Veklury (remdesivir) is an antiviral medication administered intravenously, primarily used in a hospital setting, and is approved for the treatment of COVID-19 in patients requiring hospitalization. Paxlovid, which combines nirmatrelvir and ritonavir in an oral formulation, is used for the treatment of mild to moderate COVID-19 in non-hospitalized patients who are at high risk for progressing to severe illness. When deciding between the two, one must consider the severity of their COVID-19 infection, the setting in which they will receive treatment, and their individual risk factors, as Veklury is for more severe cases and hospital use, while Paxlovid is for early treatment to prevent severe disease in high-risk patients.

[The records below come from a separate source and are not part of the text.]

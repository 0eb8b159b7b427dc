//! PCM WAV file audio source
//!
//! Windows are cut on frame boundaries and re-encoded as standalone WAV
//! buffers with the source's own format, ready for upload.

use crate::models::{AudioSource, AudioSourceError, AudioTrack};
use async_trait::async_trait;
use hound::{SampleFormat, WavReader, WavSpec, WavWriter};
use std::fs::File;
use std::io::{BufReader, Cursor};
use std::path::{Path, PathBuf};
use std::sync::Arc;

/// Audio source backed by a WAV file on disk
#[derive(Debug, Clone)]
pub struct WavSource {
    path: PathBuf,
    spec: WavSpec,
    /// Frames (samples per channel) in the file
    frames: u32,
}

impl WavSource {
    /// Read the WAV header of `path`
    pub fn open(path: impl AsRef<Path>) -> Result<Self, AudioSourceError> {
        let path = path.as_ref().to_path_buf();
        let reader = WavReader::open(&path).map_err(map_hound_error)?;
        let spec = reader.spec();
        if spec.sample_rate == 0 || spec.channels == 0 {
            return Err(AudioSourceError::Encode(format!(
                "{}: invalid WAV header",
                path.display()
            )));
        }

        Ok(Self {
            frames: reader.duration(),
            spec,
            path,
        })
    }

    pub fn path(&self) -> &Path {
        &self.path
    }

    pub fn spec(&self) -> WavSpec {
        self.spec
    }

    pub fn duration_ms(&self) -> u64 {
        self.frames as u64 * 1000 / self.spec.sample_rate as u64
    }

    /// Track identified by the file path
    pub fn into_track(self) -> AudioTrack {
        let id = self.path.display().to_string();
        let duration_ms = self.duration_ms();
        AudioTrack::new(id, duration_ms, Arc::new(self))
    }

    fn frame_at(&self, ms: u64) -> u32 {
        let frame = ms * self.spec.sample_rate as u64 / 1000;
        frame.min(self.frames as u64) as u32
    }
}

#[async_trait]
impl AudioSource for WavSource {
    async fn read_window(&self, start_ms: u64, end_ms: u64) -> Result<Vec<u8>, AudioSourceError> {
        let duration_ms = self.duration_ms();
        if start_ms >= end_ms || start_ms >= duration_ms {
            return Err(AudioSourceError::OutOfRange {
                start_ms,
                end_ms,
                duration_ms,
            });
        }

        let path = self.path.clone();
        let spec = self.spec;
        let start_frame = self.frame_at(start_ms);
        let end_frame = self.frame_at(end_ms);

        tokio::task::spawn_blocking(move || encode_window(&path, spec, start_frame, end_frame))
            .await
            .map_err(|e| AudioSourceError::Encode(format!("window task failed: {}", e)))?
    }
}

/// Copy frames `[start_frame, end_frame)` of `path` into a new WAV buffer
fn encode_window(
    path: &Path,
    spec: WavSpec,
    start_frame: u32,
    end_frame: u32,
) -> Result<Vec<u8>, AudioSourceError> {
    let mut reader = WavReader::open(path).map_err(map_hound_error)?;
    reader.seek(start_frame)?;

    let sample_count = (end_frame - start_frame) as usize * spec.channels as usize;
    let mut buffer = Cursor::new(Vec::with_capacity(
        44 + sample_count * (spec.bits_per_sample as usize / 8).max(1),
    ));

    {
        let mut writer = WavWriter::new(&mut buffer, spec).map_err(map_hound_error)?;
        match spec.sample_format {
            SampleFormat::Float => copy_samples::<f32>(&mut reader, &mut writer, sample_count)?,
            SampleFormat::Int => copy_samples::<i32>(&mut reader, &mut writer, sample_count)?,
        }
        writer.finalize().map_err(map_hound_error)?;
    }

    Ok(buffer.into_inner())
}

fn copy_samples<S: hound::Sample>(
    reader: &mut WavReader<BufReader<File>>,
    writer: &mut WavWriter<&mut Cursor<Vec<u8>>>,
    sample_count: usize,
) -> Result<(), AudioSourceError> {
    for sample in reader.samples::<S>().take(sample_count) {
        writer
            .write_sample(sample.map_err(map_hound_error)?)
            .map_err(map_hound_error)?;
    }
    Ok(())
}

fn map_hound_error(err: hound::Error) -> AudioSourceError {
    match err {
        hound::Error::IoError(e) => AudioSourceError::Io(e),
        other => AudioSourceError::Encode(other.to_string()),
    }
}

Difference between Veklury and Paxlovid

Metric Veklury (remdesivir) Paxlovid (nirmatrelvir and ritonavir)
Generic name Remdesivir Nirmatrelvir and ritonavir
Indications Treatment of COVID-19 in hospitalized patients Treatment of mild-to-moderate COVID-19 in patients at high risk for progression to severe disease
Mechanism of action RNA polymerase inhibitor Nirmatrelvir is a protease inhibitor; ritonavir slows the breakdown of nirmatrelvir
Brand names Veklury Paxlovid
Administrative route Intravenous (IV) Oral
Side effects Nausea, increased ALT/AST, hypersensitivity reactions Dysgeusia, diarrhea, hypertension, myalgia
Contraindications Known hypersensitivity to remdesivir Known hypersensitivity to nirmatrelvir or ritonavir, coadministration with certain other drugs
Drug class Antiviral Antiviral (combination)
Manufacturer Gilead Sciences Pfizer

Efficacy

Efficacy of Veklury (Remdesivir)

Veklury, known by its generic name remdesivir, is an antiviral medication that has been authorized for use in treating COVID-19. Its efficacy has been evaluated in several clinical trials, where it has shown to be beneficial in certain populations of patients. Specifically, remdesivir has been found to shorten the time to recovery in hospitalized adult patients with severe COVID-19. The ACTT-1 trial, a randomized, double-blind, placebo-controlled trial, demonstrated that patients who received remdesivir had a median recovery time of 10 days compared to 15 days for those who received a placebo. This evidence supports the use of remdesivir in the management of hospitalized patients with severe COVID-19, particularly those requiring supplemental oxygen.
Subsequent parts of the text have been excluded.